Quelle vision du notariat? Je ne suis pas totalement désespéré, à 36 ans ce serait dommage (rires), mais il est clair que, depuis les évènements consécutifs au projet de la Loi Macron, je pense que le notariat a pris énormément de coups, et une réaction épidermique a pu être constatée; des protections et des boucliers se sont levés. C’était une réaction d’autant plus épidermique que l’on avait une incompréhension totale de la part de nos gouvernants, sans même parler des fonctionnaires qui les entourent; nous le ressentons clairement au quotidien au travers des dires mêmes de nos clients; nous sommes gouvernés par des gens complètement déconnectés de la réalité, qui ne cherchent pas à la connaître parce qu’ils pensent détenir la vérité, cela devient un problème majeur. Notre société est de plus en plus « intellectuelle », je veux dire par là que le savoir est de plus en plus partagé. On pourrait rédiger, à mon avis, d’excellentes lois du fait de ce savoir partagé, mais nous sommes face à une élite d’« ayatollah ». Il y a une réelle volonté de faire évoluer les choses, mais eux-mêmes ne comprennent pas toutes les subtilités des sujets qu’ils veulent réformer.

Le notariat dispose d’une organisation pyramidale parfaite, avec une grande capacité de mobilisation, (on l’a vu lorsque le président du CSN nous a envoyé un mail, tous les notaires de France ont réagi immédiatement). Cette capacité d’information et de mobilisation est très peu utilisée par le gouvernement pour l’intérêt de tous. Quand on lit l’avis de l’Autorité de la concurrence à propos de notre profession sorti dernièrement, c’est désespérant, je n’arrive pas à admettre que l’on soit à la merci de gens qui ne comprennent rien au notariat français.

Donc de ce point de vue-là, je suis très inquiet, mais il faut aussi positiver, et trouver dans ces difficultés, une raison d’évoluer dans nos services, dans nos manières de travailler, dans notre marché. Nous avons compris que nous sommes avant tout, des chefs d’entreprises. Notre vision de la profession était très protocolaire. Ce n’est plus vrai pour les nouvelles générations. Il ne faut pas subir les évolutions, mais être à l’avant-garde pour faire « bouger nos lignes ». Certains confrères ne veulent pas passer à l’acte électronique au nom de l’authenticité… Je leur demande « en quoi le papier et votre signature avec un stylo créent une authenticité? ». L’authenticité, c’est la pédagogie que vous apportez, c’est l’explication de la convention que vous faites signer aux parties. Les choses évolueront, mais à mon avis, nous avons intérêt à le faire très vite.

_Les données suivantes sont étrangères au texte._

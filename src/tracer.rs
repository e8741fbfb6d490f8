use crate::{HitList, Ray, Scene};

/// Distance a hit point is pushed along its normal before casting shadow rays
pub const SHADOW_BIAS: f64 = 1e-3;

/// Returns the intensity seen along `ray`. `0.` is the background.
///
/// The result is the sum of the diffuse contributions of every light that isn't blocked by
/// a sphere. It is not clamped.
pub fn trace(ray: &Ray, scene: &Scene) -> f64 {
    let ray = match ray.normalized() {
        Some(ray) => ray,
        None => return 0.,
    };
    let hit = match scene.spheres.nearest(&ray) {
        Some(hit) => hit,
        None => return 0.,
    };

    // Avoid shadow acne
    let point = hit.point + SHADOW_BIAS * hit.normal;

    scene
        .lights
        .iter()
        .filter(|light| {
            let shadow_ray = Ray::new(point, light.position - point);
            !scene.spheres.occludes(&shadow_ray)
        })
        .map(|light| light.contribution(point, hit.normal))
        .sum()
}
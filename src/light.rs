use crate::Vec3;

/// Constant `k` of the falloff law `1 / (1 + k * d^2)`
pub const ATTENUATION: f64 = 0.3;

/// A point light.
#[derive(Copy, Clone, Debug, PartialEq)]
pub struct Light {
    pub position: Vec3,
    /// Conventionally in `[0, 1]` but never clamped
    pub intensity: f64,
}
impl Light {
    pub fn new(position: Vec3, intensity: f64) -> Self {
        Self {
            position,
            intensity,
        }
    }

    pub fn from(p: [f64; 3], intensity: f64) -> Self {
        Self::new(p.into(), intensity)
    }

    /// Inverse square falloff, offset so it stays finite (and `<= 1`) near the light.
    pub fn attenuation(distance: f64) -> f64 {
        1. / (1. + ATTENUATION * distance.powi(2))
    }

    /// Diffuse contribution of this light to a surface `point` with unit `normal`.
    /// Occlusion isn't considered here.
    pub fn contribution(&self, point: Vec3, normal: Vec3) -> f64 {
        let to_light = self.position - point;
        let light_dir = match Vec3::normalized(to_light) {
            Some(dir) => dir,
            None => return 0.,
        };
        let coefficient = normal.dot(light_dir).max(0.);
        coefficient * Self::attenuation(to_light.norm()) * self.intensity
    }
}
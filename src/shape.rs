use crate::{Hittable, Ray, Vec3};

#[derive(Copy, Clone, Debug, PartialEq)]
pub struct Sphere {
    pub center: Vec3,
    /// Spheres with a radius `<= 0` are never hit
    pub radius: f64,
}
impl Sphere {
    pub fn new(center: Vec3, radius: f64) -> Self {
        Self { center, radius }
    }

    pub fn from(c: [f64; 3], radius: f64) -> Self {
        Self::new(c.into(), radius)
    }

    fn is_degenerate(&self) -> bool {
        !(self.radius > 0.) || !self.radius.is_finite()
    }
}
impl Hittable for Sphere {
    fn intersect(&self, ray: &Ray) -> Option<f64> {
        if self.is_degenerate() {
            return None;
        }
        let dir = Vec3::normalized(ray.dir)?;

        let oc = ray.origin - self.center;
        let tca = dir.dot(oc);
        let disciminant = tca.powi(2) - oc.norm_squared() + self.radius.powi(2);
        if disciminant < 0. {
            return None;
        }

        Some(-tca - disciminant.sqrt())
    }

    fn normal_at(&self, point: Vec3) -> Option<Vec3> {
        Vec3::normalized(point - self.center)
    }
}
use crate::Vec3;

#[derive(Copy, Clone, Debug, PartialEq)]
pub struct Ray {
    pub origin: Vec3,
    /// Not necessarily unit length
    pub dir: Vec3,
}
impl Ray {
    pub fn new(origin: Vec3, dir: Vec3) -> Self {
        Self { origin, dir }
    }

    pub fn at(&self, t: f64) -> Vec3 {
        self.origin + t * self.dir
    }

    /// The same ray with a unit-length direction, or `None` if the direction has length 0.
    pub fn normalized(&self) -> Option<Self> {
        Vec3::normalized(self.dir).map(|dir| Self::new(self.origin, dir))
    }
}
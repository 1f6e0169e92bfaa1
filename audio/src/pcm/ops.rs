//! Operator sugar over the named [`PcmAudio`] methods.
//!
//! | expression       | method                    |
//! |------------------|---------------------------|
//! | `a + b`          | [`PcmAudio::concat`]      |
//! | `a * n`, `n * a` | [`PcmAudio::repeat`]      |
//! | `a + db`, `db + a`, `a - db` | [`PcmAudio::gain`] |
//! | `a & b`          | [`PcmAudio::overlay`]     |
//! | `-a`             | [`PcmAudio::invert`]      |
//!
//! Operands may be owned or borrowed.

use std::iter::Sum;
use std::ops::{Add, BitAnd, Mul, Neg, Sub};

use super::audio::PcmAudio;

macro_rules! audio_binop {
    ($trait:ident, $method:ident, $call:ident) => {
        impl $trait<&PcmAudio> for &PcmAudio {
            type Output = PcmAudio;
            fn $method(self, rhs: &PcmAudio) -> PcmAudio {
                self.$call(rhs)
            }
        }

        impl $trait<PcmAudio> for PcmAudio {
            type Output = PcmAudio;
            fn $method(self, rhs: PcmAudio) -> PcmAudio {
                self.$call(&rhs)
            }
        }

        impl $trait<&PcmAudio> for PcmAudio {
            type Output = PcmAudio;
            fn $method(self, rhs: &PcmAudio) -> PcmAudio {
                self.$call(rhs)
            }
        }

        impl $trait<PcmAudio> for &PcmAudio {
            type Output = PcmAudio;
            fn $method(self, rhs: PcmAudio) -> PcmAudio {
                self.$call(&rhs)
            }
        }
    };
}

audio_binop!(Add, add, concat);
audio_binop!(BitAnd, bitand, overlay);

macro_rules! scalar_op {
    ($trait:ident, $method:ident, $scalar:ty, |$audio:ident, $value:ident| $body:expr) => {
        impl $trait<$scalar> for &PcmAudio {
            type Output = PcmAudio;
            fn $method(self, $value: $scalar) -> PcmAudio {
                let $audio = self;
                $body
            }
        }

        impl $trait<$scalar> for PcmAudio {
            type Output = PcmAudio;
            fn $method(self, $value: $scalar) -> PcmAudio {
                let $audio = &self;
                $body
            }
        }

        impl $trait<&PcmAudio> for $scalar {
            type Output = PcmAudio;
            fn $method(self, rhs: &PcmAudio) -> PcmAudio {
                let ($audio, $value) = (rhs, self);
                $body
            }
        }

        impl $trait<PcmAudio> for $scalar {
            type Output = PcmAudio;
            fn $method(self, rhs: PcmAudio) -> PcmAudio {
                let ($audio, $value) = (&rhs, self);
                $body
            }
        }
    };
}

scalar_op!(Add, add, f64, |audio, db| audio.gain(db));
scalar_op!(Mul, mul, usize, |audio, times| audio.repeat(times));

impl Sub<f64> for &PcmAudio {
    type Output = PcmAudio;
    fn sub(self, db: f64) -> PcmAudio {
        self.gain(-db)
    }
}

impl Sub<f64> for PcmAudio {
    type Output = PcmAudio;
    fn sub(self, db: f64) -> PcmAudio {
        self.gain(-db)
    }
}

impl Neg for &PcmAudio {
    type Output = PcmAudio;
    fn neg(self) -> PcmAudio {
        self.invert()
    }
}

impl Neg for PcmAudio {
    type Output = PcmAudio;
    fn neg(self) -> PcmAudio {
        self.invert()
    }
}

impl Sum for PcmAudio {
    fn sum<I: Iterator<Item = PcmAudio>>(iter: I) -> PcmAudio {
        iter.fold(PcmAudio::default(), |acc, a| acc.concat(&a))
    }
}

impl<'a> Sum<&'a PcmAudio> for PcmAudio {
    fn sum<I: Iterator<Item = &'a PcmAudio>>(iter: I) -> PcmAudio {
        iter.fold(PcmAudio::default(), |acc, a| acc.concat(a))
    }
}
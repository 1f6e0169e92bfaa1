//! Raw FFI bindings for the subset of PortAudio used for blocking I/O.

use std::os::raw::{c_char, c_double, c_int, c_ulong, c_void};

pub type PaError = c_int;
pub type PaDeviceIndex = c_int;
pub type PaSampleFormat = c_ulong;
pub type PaStreamFlags = c_ulong;

pub const PA_NO_ERROR: PaError = 0;
pub const PA_NO_DEVICE: PaDeviceIndex = -1;

pub const PA_INT32: PaSampleFormat = 0x00000002;
pub const PA_INT16: PaSampleFormat = 0x00000008;
pub const PA_INT8: PaSampleFormat = 0x00000010;
pub const PA_CLIP_OFF: PaStreamFlags = 0x00000001;

#[repr(C)]
pub struct PaDeviceInfo {
    pub struct_version: c_int,
    pub name: *const c_char,
    pub host_api: c_int,
    pub max_input_channels: c_int,
    pub max_output_channels: c_int,
    pub default_low_input_latency: c_double,
    pub default_low_output_latency: c_double,
    pub default_high_input_latency: c_double,
    pub default_high_output_latency: c_double,
    pub default_sample_rate: c_double,
}

#[repr(C)]
pub struct PaStreamParameters {
    pub device: PaDeviceIndex,
    pub channel_count: c_int,
    pub sample_format: PaSampleFormat,
    pub suggested_latency: c_double,
    pub host_api_specific_stream_info: *mut c_void,
}

unsafe extern "C" {
    pub fn Pa_Initialize() -> PaError;
    pub fn Pa_GetErrorText(error_code: PaError) -> *const c_char;

    pub fn Pa_GetDefaultInputDevice() -> PaDeviceIndex;
    pub fn Pa_GetDefaultOutputDevice() -> PaDeviceIndex;
    pub fn Pa_GetDeviceInfo(device: PaDeviceIndex) -> *const PaDeviceInfo;

    pub fn Pa_OpenStream(
        stream: *mut *mut c_void,
        input_parameters: *const PaStreamParameters,
        output_parameters: *const PaStreamParameters,
        sample_rate: c_double,
        frames_per_buffer: c_ulong,
        stream_flags: PaStreamFlags,
        stream_callback: *const c_void, // NULL for blocking I/O
        user_data: *mut c_void,
    ) -> PaError;

    pub fn Pa_StartStream(stream: *mut c_void) -> PaError;
    pub fn Pa_StopStream(stream: *mut c_void) -> PaError;
    pub fn Pa_CloseStream(stream: *mut c_void) -> PaError;

    pub fn Pa_ReadStream(stream: *mut c_void, buffer: *mut c_void, frames: c_ulong) -> PaError;

    pub fn Pa_WriteStream(stream: *mut c_void, buffer: *const c_void, frames: c_ulong) -> PaError;
}
//! Immutable PCM audio values.
//!
//! This crate provides a small algebra over uncompressed audio clips:
//!
//! - `pcm`: the [`PcmAudio`] value type, its layout descriptor [`Params`],
//!   concatenation, repetition, gain, mixing, slicing, fades and level
//!   measurement
//! - `resampler`: frame-rate conversion used by layout adjustment
//! - `codec`: RIFF/WAVE container I/O
//! - `stream`: the boundary to live capture and playback devices
//! - `portaudio` (feature `portaudio`): blocking PortAudio device streams
//!
//! # Example
//!
//! ```rust
//! use poordub_audio::{Params, PcmAudio};
//!
//! let a440 = PcmAudio::sine(440.0, 1000, Params::default());
//! let a880 = PcmAudio::sine(880.0, 1000, Params::MONO_16K);
//!
//! // Mixing promotes both sides to the common layout
//! let chord = (&a440 - 6.0) & (&a880 - 6.0);
//! assert_eq!(chord.params(), Params::MONO_44K);
//!
//! // Gentle edges, then back to full scale
//! let shaped = chord.fade_in(50).fade_out(50).normalize();
//! assert!(shaped.peak_level() > -0.01);
//!
//! let wav = shaped.to_wav_bytes().unwrap();
//! assert_eq!(PcmAudio::from_wav(&wav[..]).unwrap(), shaped);
//! ```

pub mod codec;
pub mod error;
pub mod pcm;
#[cfg(feature = "portaudio")]
pub mod portaudio;
pub mod resampler;
pub mod stream;

pub use error::{Error, Result};
pub use pcm::{Params, PcmAudio};
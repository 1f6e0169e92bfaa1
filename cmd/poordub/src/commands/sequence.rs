//! Commands that arrange clips in time.

use clap::Args;
use poordub_audio::PcmAudio;

use super::{read_all, read_audio, write_audio};
use crate::Cli;

/// Join clips end to end.
#[derive(Args)]
pub struct ConcatCommand {
    /// WAV files, in playback order
    #[arg(required = true)]
    pub inputs: Vec<String>,
}

impl ConcatCommand {
    pub fn run(&self, cli: &Cli) -> anyhow::Result<()> {
        let joined: PcmAudio = read_all(&self.inputs)?.into_iter().sum();
        write_audio(cli, &joined)
    }
}

/// Repeat a clip.
#[derive(Args)]
pub struct LoopCommand {
    /// WAV file
    pub input: String,

    /// Number of times the clip is played
    #[arg(short = 'n', long, default_value_t = 2)]
    pub times: usize,
}

impl LoopCommand {
    pub fn run(&self, cli: &Cli) -> anyhow::Result<()> {
        let audio = read_audio(&self.input)?;
        write_audio(cli, &audio.repeat(self.times))
    }
}

/// Cut a time range out of a clip.
///
/// Negative positions count back from the end of the clip.
#[derive(Args)]
pub struct SliceCommand {
    /// WAV file
    pub input: String,

    /// Start in milliseconds (default: start of clip)
    #[arg(long, allow_negative_numbers = true)]
    pub start: Option<i64>,

    /// End in milliseconds, exclusive (default: end of clip)
    #[arg(long, allow_negative_numbers = true)]
    pub end: Option<i64>,
}

impl SliceCommand {
    pub fn run(&self, cli: &Cli) -> anyhow::Result<()> {
        let audio = read_audio(&self.input)?;
        write_audio(cli, &audio.slice_ms(self.start, self.end))
    }
}

/// Blend the end of one clip into the start of another.
#[derive(Args)]
pub struct CrossfadeCommand {
    /// Clip that fades out
    pub first: String,

    /// Clip that fades in
    pub second: String,

    /// Overlap in milliseconds
    #[arg(short = 'd', long, default_value_t = 100)]
    pub duration: u64,
}

impl CrossfadeCommand {
    pub fn run(&self, cli: &Cli) -> anyhow::Result<()> {
        let first = read_audio(&self.first)?;
        let second = read_audio(&self.second)?;
        write_audio(cli, &first.cross_fade(&second, self.duration))
    }
}
//! Commands that reshape the samples of clips.

use clap::Args;
use poordub_audio::PcmAudio;
use tracing::debug;

use super::{ParamsArgs, read_all, read_audio, write_audio};
use crate::Cli;

/// Change the level of a clip.
#[derive(Args)]
pub struct GainCommand {
    /// WAV file
    pub input: String,

    /// Gain in dB; negative values attenuate
    #[arg(allow_negative_numbers = true)]
    pub db: f64,
}

impl GainCommand {
    pub fn run(&self, cli: &Cli) -> anyhow::Result<()> {
        let audio = read_audio(&self.input)?;
        write_audio(cli, &audio.gain(self.db))
    }
}

/// Bring the peak of a clip to 0 dBFS.
#[derive(Args)]
pub struct NormalizeCommand {
    /// WAV file
    pub input: String,
}

impl NormalizeCommand {
    pub fn run(&self, cli: &Cli) -> anyhow::Result<()> {
        let audio = read_audio(&self.input)?;
        debug!(peak_dbfs = audio.peak_level(), "normalizing");
        write_audio(cli, &audio.normalize())
    }
}

/// Mix clips on top of each other. The result is as long as the shortest
/// input.
#[derive(Args)]
pub struct MixCommand {
    /// WAV files to mix
    #[arg(required = true, num_args = 2..)]
    pub inputs: Vec<String>,
}

impl MixCommand {
    pub fn run(&self, cli: &Cli) -> anyhow::Result<()> {
        let mixed = read_all(&self.inputs)?
            .into_iter()
            .reduce(|acc, clip| acc & clip)
            .unwrap_or_default();
        write_audio(cli, &mixed)
    }
}

/// Invert the phase of a clip.
#[derive(Args)]
pub struct InvertCommand {
    /// WAV file
    pub input: String,
}

impl InvertCommand {
    pub fn run(&self, cli: &Cli) -> anyhow::Result<()> {
        let audio = read_audio(&self.input)?;
        write_audio(cli, &audio.invert())
    }
}

/// Fade a clip in and/or out.
#[derive(Args)]
pub struct FadeCommand {
    /// WAV file
    pub input: String,

    /// Fade-in length in milliseconds
    #[arg(long, default_value_t = 0)]
    pub fade_in: u64,

    /// Fade-out length in milliseconds
    #[arg(long, default_value_t = 0)]
    pub fade_out: u64,
}

impl FadeCommand {
    pub fn run(&self, cli: &Cli) -> anyhow::Result<()> {
        let mut audio = read_audio(&self.input)?;
        if self.fade_in > 0 {
            audio = audio.fade_in(self.fade_in);
        }
        if self.fade_out > 0 {
            audio = audio.fade_out(self.fade_out);
        }
        write_audio(cli, &audio)
    }
}

/// Change the layout of a clip.
#[derive(Args)]
pub struct ConvertCommand {
    /// WAV file
    pub input: String,

    #[command(flatten)]
    pub params: ParamsArgs,
}

impl ConvertCommand {
    pub fn run(&self, cli: &Cli) -> anyhow::Result<()> {
        let audio: PcmAudio = read_audio(&self.input)?;
        let params = self.params.resolve(audio.params())?;
        write_audio(cli, &audio.adjust(params))
    }
}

On a eu la chance d’avoir des instances professionnelles qui ont permis la dématérialisation, nous plaçant très en avance par rapport à d’autres professions juridiques, mais il faut absolument continuer à évoluer et changer notre propre « logiciel ». Le gouvernement devrait aussi changer le sien. Tout le monde doit finalement se remettre en cause. Ne soyons pas dupes… mais restons positifs (rires).

Loin du tumulte des grandes villes, Maître Yarzabal est sans nul doute très conscient de l’importance de protéger ce bien commun qu’est la langue basque et de revendiquer le territoire qui l’a vu naître, non seulement à travers son métier, mais aussi au quotidien, dans la vie qui l’entoure. On comprend que la fête bat son plein, on imagine parfaitement le village qui s’anime à l’extérieur de l’étude, il est temps pour Maitre Yarzabal de retrouver les autres habitants pour la fête. Et que vive la tradition!!!